▶ _Dataset_

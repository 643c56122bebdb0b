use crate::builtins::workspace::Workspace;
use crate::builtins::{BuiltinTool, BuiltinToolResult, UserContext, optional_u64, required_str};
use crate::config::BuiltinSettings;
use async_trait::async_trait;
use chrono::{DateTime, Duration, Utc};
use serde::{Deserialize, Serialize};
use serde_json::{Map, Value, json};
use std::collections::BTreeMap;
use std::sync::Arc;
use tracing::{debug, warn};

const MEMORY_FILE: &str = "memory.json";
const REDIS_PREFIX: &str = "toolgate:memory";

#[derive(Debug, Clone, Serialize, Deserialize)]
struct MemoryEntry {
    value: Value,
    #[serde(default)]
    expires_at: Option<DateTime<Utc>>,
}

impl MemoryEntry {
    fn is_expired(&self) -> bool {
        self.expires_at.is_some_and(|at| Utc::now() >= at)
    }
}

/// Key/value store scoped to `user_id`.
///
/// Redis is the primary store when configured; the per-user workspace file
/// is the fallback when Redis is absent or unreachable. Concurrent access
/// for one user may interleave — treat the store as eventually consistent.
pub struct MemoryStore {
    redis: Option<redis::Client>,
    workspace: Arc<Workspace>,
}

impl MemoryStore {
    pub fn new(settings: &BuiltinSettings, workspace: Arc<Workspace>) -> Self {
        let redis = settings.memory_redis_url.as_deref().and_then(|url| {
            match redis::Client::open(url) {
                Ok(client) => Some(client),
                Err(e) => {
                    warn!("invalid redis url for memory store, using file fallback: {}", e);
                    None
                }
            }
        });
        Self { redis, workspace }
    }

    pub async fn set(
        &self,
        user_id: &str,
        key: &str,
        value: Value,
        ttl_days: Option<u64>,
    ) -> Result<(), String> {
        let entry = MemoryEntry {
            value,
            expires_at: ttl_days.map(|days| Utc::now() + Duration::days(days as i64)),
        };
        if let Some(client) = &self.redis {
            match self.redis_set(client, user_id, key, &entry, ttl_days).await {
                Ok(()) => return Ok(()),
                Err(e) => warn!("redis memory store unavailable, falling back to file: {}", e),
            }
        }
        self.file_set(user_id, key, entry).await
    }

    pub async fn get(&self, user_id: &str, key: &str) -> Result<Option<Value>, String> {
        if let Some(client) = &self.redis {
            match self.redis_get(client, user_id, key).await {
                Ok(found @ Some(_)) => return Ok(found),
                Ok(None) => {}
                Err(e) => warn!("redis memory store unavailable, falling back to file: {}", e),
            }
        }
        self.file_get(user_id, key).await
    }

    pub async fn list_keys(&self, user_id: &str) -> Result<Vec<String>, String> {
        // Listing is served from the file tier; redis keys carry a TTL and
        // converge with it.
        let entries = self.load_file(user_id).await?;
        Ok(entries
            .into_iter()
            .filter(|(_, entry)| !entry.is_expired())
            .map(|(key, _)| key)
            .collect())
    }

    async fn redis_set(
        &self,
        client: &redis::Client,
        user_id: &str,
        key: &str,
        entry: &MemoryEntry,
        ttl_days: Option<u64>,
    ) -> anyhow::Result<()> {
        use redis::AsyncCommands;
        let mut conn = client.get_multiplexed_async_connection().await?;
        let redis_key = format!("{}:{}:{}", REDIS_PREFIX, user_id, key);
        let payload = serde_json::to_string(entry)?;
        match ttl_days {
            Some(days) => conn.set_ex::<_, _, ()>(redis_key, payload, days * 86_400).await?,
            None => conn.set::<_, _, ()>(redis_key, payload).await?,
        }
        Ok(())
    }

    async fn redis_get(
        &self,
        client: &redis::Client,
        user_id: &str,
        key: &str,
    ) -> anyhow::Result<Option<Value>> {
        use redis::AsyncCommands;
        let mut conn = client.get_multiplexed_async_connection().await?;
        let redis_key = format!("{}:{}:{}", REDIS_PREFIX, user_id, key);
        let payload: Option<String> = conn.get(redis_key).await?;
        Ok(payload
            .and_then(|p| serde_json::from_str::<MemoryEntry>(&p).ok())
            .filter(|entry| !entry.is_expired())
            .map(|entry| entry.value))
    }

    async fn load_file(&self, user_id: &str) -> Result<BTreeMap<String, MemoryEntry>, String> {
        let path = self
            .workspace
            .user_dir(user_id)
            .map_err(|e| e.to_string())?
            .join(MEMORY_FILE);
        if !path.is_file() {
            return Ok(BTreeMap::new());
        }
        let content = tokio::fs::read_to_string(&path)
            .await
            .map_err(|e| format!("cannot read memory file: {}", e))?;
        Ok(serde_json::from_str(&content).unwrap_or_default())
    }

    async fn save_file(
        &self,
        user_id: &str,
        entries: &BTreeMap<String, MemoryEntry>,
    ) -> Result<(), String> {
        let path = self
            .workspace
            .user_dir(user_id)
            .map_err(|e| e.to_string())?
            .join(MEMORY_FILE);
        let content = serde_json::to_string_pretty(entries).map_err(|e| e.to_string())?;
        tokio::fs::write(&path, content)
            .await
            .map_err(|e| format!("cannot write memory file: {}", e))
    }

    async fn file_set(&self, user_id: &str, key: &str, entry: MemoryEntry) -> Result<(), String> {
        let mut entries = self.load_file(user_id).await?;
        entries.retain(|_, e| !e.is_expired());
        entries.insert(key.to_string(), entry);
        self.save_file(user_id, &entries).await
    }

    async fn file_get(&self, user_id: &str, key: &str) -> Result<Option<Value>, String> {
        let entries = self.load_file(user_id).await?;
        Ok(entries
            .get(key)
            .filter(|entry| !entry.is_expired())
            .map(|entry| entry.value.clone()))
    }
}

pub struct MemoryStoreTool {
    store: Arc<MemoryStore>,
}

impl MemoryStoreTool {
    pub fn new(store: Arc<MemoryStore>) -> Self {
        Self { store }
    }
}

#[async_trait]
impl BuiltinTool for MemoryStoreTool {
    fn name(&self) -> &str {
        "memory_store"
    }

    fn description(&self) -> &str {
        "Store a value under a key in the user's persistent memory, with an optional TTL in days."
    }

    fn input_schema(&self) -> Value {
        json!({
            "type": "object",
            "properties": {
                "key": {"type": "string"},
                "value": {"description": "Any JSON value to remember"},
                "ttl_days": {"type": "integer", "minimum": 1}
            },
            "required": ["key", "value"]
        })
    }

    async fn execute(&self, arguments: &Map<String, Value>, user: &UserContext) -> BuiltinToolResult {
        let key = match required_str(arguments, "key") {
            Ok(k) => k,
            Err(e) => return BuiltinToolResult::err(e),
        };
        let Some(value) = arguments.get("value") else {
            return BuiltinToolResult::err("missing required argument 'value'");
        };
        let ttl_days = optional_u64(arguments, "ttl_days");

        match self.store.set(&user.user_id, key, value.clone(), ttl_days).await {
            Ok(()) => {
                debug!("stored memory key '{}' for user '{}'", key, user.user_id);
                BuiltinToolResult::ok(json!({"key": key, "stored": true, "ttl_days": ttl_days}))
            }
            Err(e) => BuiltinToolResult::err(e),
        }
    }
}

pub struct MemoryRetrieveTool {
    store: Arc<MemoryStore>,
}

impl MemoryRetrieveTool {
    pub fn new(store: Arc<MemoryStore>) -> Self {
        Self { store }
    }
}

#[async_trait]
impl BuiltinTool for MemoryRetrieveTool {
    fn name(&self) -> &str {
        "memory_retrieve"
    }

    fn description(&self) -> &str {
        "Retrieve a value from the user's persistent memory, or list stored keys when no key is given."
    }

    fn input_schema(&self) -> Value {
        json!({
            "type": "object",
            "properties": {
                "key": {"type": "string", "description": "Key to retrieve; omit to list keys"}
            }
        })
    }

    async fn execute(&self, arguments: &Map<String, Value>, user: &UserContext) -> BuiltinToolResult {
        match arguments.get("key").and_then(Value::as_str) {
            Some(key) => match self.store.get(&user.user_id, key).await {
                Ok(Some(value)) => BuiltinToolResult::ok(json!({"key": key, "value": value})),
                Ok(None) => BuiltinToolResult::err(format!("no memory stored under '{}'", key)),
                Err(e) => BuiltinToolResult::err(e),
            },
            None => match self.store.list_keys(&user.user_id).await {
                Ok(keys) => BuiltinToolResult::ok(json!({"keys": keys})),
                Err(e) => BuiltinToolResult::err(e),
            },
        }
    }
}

▶ _Task objective_
If a line of the records above contains the word "BTreeMap", count it; give only the total.

▶ _Solution_
4